#### Work to be completed:
In the data, find the word "written" and copy out every line that has it.

#### Records for the exercise:
|---|

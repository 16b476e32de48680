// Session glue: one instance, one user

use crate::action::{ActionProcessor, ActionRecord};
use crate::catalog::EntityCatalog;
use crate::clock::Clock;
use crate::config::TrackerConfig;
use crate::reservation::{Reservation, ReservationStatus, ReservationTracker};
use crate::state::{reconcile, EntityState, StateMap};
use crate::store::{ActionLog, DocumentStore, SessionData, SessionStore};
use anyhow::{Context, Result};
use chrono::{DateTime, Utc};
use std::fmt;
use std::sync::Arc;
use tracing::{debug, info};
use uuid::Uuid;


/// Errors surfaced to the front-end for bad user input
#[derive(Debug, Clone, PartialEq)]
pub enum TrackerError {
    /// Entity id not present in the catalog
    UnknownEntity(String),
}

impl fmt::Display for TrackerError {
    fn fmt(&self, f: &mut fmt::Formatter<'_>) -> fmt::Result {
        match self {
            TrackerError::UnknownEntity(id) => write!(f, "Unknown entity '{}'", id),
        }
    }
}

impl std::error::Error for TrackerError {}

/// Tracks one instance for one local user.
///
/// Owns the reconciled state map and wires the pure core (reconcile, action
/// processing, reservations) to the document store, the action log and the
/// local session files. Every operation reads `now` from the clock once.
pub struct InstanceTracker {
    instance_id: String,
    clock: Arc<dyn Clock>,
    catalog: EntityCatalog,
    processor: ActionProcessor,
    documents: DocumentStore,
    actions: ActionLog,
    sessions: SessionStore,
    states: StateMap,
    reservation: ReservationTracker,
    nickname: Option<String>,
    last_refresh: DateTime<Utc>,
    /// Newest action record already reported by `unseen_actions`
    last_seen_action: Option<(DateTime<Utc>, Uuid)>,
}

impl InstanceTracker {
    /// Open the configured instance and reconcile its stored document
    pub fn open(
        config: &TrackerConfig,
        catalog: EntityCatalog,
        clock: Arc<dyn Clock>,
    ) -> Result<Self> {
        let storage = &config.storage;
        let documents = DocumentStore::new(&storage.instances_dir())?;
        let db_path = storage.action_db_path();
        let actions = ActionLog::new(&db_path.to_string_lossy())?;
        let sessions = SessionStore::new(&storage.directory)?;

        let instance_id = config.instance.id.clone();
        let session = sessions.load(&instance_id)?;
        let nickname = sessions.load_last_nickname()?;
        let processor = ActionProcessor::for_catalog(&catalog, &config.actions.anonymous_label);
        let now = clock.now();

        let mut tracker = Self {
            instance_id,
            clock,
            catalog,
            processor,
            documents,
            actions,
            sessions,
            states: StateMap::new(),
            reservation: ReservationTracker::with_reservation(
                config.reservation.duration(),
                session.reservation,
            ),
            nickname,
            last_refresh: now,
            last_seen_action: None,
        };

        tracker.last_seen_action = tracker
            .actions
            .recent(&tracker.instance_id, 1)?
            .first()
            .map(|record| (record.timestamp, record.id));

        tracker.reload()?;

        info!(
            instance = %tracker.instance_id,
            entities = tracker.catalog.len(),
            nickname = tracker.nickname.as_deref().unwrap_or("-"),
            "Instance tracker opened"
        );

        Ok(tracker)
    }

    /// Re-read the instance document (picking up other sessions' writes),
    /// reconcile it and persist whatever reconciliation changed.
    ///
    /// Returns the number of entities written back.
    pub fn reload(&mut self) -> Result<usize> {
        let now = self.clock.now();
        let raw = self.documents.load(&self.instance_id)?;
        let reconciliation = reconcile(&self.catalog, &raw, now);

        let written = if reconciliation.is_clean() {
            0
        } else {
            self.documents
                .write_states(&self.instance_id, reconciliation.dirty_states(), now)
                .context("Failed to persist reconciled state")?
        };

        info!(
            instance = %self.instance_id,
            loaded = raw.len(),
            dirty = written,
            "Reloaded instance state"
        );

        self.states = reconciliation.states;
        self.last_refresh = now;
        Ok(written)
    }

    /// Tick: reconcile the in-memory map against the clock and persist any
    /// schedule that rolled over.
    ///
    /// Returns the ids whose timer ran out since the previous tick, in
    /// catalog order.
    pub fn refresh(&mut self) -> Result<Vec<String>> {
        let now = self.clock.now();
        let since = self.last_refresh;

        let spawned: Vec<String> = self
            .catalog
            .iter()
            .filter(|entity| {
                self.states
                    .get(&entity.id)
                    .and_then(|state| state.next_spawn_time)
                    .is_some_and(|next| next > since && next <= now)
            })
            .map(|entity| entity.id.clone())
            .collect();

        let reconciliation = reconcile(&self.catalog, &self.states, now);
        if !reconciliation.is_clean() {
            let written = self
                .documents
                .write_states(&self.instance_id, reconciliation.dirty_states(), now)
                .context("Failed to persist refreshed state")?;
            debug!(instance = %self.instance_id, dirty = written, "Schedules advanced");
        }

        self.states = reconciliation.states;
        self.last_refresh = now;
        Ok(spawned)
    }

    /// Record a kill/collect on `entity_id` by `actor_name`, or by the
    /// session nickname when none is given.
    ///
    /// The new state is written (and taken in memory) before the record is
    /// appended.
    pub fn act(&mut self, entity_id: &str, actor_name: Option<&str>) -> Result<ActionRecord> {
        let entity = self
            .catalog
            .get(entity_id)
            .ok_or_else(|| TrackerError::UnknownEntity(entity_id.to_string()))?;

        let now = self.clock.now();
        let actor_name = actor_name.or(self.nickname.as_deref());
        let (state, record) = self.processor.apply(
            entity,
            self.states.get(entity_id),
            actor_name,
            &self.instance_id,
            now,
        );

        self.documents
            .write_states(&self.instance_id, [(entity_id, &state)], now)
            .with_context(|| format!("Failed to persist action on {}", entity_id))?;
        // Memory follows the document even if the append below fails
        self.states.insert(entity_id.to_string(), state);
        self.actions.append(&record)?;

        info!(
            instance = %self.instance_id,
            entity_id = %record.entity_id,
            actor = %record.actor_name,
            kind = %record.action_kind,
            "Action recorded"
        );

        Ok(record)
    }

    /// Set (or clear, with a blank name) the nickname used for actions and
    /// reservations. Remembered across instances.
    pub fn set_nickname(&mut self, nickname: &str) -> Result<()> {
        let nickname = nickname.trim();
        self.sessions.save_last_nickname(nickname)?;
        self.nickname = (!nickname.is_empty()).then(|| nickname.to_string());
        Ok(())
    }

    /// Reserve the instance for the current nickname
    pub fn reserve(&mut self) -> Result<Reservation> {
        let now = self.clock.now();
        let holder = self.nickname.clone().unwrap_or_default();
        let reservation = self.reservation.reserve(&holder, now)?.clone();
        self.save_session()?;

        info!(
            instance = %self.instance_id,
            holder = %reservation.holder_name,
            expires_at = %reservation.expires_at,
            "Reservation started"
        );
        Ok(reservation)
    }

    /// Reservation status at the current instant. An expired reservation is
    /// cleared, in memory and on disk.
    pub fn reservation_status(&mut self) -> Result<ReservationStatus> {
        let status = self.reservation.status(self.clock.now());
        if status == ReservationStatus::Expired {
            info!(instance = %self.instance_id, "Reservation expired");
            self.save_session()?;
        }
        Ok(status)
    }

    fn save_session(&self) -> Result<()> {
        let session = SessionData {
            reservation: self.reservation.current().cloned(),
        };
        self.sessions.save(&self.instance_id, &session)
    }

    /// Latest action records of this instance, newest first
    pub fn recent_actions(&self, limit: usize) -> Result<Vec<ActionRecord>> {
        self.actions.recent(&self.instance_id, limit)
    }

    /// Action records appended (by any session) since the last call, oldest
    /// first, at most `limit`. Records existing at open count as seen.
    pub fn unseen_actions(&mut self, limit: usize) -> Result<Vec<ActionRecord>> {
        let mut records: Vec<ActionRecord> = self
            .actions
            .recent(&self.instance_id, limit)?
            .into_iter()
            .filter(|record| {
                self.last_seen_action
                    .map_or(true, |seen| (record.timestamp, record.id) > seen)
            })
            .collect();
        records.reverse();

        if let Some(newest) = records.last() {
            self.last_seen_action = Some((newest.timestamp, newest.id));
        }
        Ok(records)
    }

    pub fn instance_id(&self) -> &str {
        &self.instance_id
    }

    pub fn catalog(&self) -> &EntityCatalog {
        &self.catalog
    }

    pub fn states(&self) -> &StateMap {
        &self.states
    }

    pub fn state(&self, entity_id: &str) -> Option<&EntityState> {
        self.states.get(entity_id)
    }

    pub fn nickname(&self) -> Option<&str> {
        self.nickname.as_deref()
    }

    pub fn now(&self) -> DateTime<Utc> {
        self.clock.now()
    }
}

|---|

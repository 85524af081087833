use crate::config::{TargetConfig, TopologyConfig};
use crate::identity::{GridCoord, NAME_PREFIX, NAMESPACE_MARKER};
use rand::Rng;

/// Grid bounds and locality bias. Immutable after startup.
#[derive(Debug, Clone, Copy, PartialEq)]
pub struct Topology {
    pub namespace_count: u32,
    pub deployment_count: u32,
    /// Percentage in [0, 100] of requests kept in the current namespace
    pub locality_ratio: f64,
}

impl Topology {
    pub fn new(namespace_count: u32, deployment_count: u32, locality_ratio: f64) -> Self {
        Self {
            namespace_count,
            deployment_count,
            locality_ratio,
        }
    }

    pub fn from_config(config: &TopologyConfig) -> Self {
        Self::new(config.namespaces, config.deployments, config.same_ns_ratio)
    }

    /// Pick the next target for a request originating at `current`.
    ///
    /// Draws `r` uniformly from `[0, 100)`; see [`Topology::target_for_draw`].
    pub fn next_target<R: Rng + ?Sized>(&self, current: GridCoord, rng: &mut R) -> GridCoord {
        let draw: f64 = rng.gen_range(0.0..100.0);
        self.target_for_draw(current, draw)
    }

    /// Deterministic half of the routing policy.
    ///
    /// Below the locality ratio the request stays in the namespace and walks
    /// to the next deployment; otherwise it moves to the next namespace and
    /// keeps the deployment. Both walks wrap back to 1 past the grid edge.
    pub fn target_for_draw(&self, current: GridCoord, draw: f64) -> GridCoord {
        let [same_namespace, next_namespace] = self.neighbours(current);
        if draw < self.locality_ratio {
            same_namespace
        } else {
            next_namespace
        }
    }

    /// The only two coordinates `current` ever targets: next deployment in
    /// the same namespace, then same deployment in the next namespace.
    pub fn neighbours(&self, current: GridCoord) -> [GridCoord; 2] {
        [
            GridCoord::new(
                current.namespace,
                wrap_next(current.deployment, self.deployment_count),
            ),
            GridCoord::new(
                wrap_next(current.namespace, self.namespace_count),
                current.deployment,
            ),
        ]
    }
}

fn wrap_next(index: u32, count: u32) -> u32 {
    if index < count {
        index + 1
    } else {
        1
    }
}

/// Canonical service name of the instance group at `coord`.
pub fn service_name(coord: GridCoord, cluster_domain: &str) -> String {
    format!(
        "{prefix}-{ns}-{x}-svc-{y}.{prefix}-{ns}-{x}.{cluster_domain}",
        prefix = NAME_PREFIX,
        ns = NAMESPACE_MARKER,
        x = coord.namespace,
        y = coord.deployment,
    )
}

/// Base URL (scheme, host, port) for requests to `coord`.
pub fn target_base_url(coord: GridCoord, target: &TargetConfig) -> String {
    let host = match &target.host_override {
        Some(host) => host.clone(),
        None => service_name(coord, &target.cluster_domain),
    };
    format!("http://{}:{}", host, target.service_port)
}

|---|

#### Response to the exercise:
    /// Returns the number of entities written back.
        let written = if reconciliation.is_clean() {
            dirty = written,
        Ok(written)
            let written = self
            debug!(instance = %self.instance_id, dirty = written, "Schedules advanced");
    /// The new state is written (and taken in memory) before the record is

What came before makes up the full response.